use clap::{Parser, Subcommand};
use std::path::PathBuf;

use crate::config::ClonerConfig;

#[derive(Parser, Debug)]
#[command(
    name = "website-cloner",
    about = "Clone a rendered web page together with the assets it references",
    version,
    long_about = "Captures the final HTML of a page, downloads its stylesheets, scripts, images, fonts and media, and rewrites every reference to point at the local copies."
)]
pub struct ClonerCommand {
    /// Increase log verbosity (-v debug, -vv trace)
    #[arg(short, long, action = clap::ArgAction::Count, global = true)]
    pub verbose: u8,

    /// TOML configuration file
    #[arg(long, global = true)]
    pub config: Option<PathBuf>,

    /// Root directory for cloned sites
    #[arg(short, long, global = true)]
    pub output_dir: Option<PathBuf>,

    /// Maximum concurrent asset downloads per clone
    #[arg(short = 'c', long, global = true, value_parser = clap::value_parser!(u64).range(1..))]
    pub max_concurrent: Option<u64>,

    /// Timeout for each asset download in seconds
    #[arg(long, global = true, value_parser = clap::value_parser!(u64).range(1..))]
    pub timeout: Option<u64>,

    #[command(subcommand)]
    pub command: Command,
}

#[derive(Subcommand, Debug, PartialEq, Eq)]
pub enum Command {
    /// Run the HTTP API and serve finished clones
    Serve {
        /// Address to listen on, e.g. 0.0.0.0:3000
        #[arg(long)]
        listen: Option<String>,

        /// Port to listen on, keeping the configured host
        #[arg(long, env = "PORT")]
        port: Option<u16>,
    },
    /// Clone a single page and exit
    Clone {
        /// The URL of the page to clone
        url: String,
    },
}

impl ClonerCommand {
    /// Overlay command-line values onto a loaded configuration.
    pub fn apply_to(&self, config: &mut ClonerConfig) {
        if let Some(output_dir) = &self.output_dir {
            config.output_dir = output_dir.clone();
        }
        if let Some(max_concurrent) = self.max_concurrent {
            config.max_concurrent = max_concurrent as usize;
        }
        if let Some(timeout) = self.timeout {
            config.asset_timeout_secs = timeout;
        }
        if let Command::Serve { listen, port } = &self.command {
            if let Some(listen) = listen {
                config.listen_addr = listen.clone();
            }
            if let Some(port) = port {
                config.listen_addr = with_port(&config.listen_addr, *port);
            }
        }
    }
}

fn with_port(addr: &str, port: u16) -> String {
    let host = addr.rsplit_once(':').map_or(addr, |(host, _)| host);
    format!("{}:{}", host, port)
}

==

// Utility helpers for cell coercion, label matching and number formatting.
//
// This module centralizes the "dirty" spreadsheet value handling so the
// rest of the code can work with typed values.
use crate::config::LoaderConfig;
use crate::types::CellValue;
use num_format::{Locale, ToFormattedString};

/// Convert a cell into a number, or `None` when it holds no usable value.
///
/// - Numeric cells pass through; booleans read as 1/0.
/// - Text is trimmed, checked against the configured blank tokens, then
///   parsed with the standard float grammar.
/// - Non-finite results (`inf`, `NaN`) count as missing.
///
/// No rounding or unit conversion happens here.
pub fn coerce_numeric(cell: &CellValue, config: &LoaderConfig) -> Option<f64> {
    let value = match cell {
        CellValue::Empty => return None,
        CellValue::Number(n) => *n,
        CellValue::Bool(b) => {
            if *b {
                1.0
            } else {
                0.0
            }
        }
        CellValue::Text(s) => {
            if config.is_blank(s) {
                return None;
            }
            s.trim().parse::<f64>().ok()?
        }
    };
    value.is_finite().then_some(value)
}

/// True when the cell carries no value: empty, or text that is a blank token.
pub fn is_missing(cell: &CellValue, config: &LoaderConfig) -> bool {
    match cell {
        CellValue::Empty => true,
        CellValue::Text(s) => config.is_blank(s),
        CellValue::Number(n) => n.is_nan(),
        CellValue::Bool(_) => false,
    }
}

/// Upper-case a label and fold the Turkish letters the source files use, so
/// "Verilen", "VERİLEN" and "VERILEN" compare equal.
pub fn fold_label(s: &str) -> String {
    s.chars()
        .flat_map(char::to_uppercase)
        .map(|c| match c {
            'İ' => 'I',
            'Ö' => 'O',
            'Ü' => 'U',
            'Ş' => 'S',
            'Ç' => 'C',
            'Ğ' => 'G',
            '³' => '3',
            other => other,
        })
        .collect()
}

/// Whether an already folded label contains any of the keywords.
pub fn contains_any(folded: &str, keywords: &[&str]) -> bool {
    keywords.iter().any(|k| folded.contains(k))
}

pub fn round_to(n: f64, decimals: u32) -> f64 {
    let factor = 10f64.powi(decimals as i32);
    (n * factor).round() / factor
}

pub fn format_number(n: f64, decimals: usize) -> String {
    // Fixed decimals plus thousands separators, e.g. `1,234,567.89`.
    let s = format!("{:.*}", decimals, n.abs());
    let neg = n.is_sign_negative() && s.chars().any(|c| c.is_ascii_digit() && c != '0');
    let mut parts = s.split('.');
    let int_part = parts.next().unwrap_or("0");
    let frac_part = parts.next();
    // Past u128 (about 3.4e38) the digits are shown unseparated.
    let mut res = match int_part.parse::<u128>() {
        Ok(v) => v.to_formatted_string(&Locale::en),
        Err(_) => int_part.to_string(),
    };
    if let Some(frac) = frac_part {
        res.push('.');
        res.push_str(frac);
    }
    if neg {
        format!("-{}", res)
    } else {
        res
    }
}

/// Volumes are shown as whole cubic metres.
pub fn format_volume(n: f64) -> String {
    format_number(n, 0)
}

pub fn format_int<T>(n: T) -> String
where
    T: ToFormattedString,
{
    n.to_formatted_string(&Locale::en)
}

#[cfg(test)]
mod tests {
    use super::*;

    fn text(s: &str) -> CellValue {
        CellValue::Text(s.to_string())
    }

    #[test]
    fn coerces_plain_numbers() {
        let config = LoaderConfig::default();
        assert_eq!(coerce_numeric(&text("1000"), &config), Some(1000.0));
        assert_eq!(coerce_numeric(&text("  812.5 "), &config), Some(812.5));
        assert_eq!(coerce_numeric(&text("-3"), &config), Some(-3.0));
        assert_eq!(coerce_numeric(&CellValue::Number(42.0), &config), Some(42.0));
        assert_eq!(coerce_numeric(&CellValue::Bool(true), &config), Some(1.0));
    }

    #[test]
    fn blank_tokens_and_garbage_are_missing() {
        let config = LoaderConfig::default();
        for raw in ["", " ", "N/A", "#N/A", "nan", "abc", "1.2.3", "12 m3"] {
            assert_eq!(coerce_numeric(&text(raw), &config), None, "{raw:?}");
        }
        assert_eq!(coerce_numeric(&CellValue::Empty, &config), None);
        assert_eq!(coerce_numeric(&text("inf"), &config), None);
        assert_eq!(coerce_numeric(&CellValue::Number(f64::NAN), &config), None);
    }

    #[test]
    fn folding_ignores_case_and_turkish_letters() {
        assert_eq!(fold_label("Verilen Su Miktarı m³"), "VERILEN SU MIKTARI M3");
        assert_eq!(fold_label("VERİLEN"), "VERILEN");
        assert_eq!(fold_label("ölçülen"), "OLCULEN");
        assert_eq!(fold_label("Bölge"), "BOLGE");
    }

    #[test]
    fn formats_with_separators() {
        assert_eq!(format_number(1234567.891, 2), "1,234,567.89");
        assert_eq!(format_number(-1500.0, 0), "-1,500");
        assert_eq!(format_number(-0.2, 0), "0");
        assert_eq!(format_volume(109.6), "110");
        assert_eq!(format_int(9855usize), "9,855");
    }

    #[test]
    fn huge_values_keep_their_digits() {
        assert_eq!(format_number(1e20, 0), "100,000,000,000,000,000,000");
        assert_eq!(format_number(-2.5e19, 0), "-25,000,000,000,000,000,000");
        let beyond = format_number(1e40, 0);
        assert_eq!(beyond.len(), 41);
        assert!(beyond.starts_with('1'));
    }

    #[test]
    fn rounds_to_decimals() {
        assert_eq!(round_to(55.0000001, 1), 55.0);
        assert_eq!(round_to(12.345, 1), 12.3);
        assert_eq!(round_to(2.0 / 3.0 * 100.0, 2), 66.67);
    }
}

--

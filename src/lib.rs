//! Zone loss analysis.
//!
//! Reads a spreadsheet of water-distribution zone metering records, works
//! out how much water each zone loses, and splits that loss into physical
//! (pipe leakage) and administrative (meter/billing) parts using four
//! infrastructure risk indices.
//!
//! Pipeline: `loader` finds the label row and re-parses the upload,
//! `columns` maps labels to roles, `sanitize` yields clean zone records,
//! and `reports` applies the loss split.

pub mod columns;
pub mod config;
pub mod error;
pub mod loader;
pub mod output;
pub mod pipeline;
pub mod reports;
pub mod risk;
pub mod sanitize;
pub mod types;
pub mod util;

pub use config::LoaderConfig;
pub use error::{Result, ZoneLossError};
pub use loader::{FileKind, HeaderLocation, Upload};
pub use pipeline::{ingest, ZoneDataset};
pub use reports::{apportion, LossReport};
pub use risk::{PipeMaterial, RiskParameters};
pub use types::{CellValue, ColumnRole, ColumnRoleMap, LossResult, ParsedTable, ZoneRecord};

**WORK REQUEST**
The answer must consist of each line from the data that includes the string "Locale".

**WRITTEN REPLY**
use num_format::{Locale, ToFormattedString};
        Ok(v) => v.to_formatted_string(&Locale::en),
    n.to_formatted_string(&Locale::en)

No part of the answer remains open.